Problem to solve:
A single number is wanted: how many lines of the data below include the string "InputHandler"?

Extracted information:

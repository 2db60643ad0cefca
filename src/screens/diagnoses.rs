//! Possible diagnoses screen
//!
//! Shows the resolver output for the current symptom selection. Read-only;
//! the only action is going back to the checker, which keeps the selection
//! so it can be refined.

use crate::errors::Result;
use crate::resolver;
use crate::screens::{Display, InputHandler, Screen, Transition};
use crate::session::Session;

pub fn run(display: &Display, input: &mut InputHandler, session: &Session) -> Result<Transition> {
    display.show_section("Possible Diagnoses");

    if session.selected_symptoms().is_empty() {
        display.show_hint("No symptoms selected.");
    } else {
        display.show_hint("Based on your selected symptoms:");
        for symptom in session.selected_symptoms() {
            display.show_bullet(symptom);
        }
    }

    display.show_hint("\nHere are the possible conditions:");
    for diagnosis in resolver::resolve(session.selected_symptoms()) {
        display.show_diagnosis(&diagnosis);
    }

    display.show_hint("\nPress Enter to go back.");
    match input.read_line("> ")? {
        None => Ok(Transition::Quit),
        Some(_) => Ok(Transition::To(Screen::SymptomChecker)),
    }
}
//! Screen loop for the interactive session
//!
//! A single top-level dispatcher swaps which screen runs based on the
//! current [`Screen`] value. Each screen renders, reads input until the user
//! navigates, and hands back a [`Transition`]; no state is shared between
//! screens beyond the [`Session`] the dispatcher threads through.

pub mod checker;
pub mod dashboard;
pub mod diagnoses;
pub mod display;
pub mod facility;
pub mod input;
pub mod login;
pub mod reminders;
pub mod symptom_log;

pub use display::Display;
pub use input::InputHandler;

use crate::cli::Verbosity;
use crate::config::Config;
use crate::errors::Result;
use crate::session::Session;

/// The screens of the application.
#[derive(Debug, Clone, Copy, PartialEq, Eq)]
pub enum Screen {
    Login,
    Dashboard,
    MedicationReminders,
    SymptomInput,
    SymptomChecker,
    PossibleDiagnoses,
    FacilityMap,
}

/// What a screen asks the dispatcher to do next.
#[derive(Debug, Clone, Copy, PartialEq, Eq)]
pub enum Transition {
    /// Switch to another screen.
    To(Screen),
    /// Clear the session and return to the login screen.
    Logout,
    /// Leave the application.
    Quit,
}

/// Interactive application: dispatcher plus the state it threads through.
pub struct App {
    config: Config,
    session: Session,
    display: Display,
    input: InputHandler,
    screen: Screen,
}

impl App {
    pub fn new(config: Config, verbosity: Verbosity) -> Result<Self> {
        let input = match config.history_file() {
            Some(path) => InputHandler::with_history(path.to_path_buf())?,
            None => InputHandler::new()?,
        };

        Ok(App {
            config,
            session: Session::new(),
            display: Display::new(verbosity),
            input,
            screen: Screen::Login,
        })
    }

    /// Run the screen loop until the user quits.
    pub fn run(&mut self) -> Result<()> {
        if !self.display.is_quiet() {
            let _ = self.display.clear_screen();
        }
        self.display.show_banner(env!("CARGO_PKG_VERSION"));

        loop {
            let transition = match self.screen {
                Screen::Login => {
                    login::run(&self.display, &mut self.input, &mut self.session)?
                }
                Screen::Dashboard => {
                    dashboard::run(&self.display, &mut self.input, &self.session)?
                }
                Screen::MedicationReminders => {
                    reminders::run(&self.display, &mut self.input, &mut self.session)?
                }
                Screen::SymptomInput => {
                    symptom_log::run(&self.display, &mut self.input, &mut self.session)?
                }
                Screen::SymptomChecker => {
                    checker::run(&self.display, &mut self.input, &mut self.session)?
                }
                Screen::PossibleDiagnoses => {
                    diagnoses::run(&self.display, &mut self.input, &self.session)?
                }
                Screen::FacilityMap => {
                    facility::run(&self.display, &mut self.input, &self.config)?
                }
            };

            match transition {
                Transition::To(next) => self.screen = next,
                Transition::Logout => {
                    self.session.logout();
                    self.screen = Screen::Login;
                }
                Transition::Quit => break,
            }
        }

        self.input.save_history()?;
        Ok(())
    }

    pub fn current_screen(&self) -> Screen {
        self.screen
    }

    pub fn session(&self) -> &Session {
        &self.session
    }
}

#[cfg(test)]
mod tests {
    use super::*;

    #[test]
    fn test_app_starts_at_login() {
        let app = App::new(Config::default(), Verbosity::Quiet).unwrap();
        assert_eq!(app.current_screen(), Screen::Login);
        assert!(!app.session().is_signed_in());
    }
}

Response:
6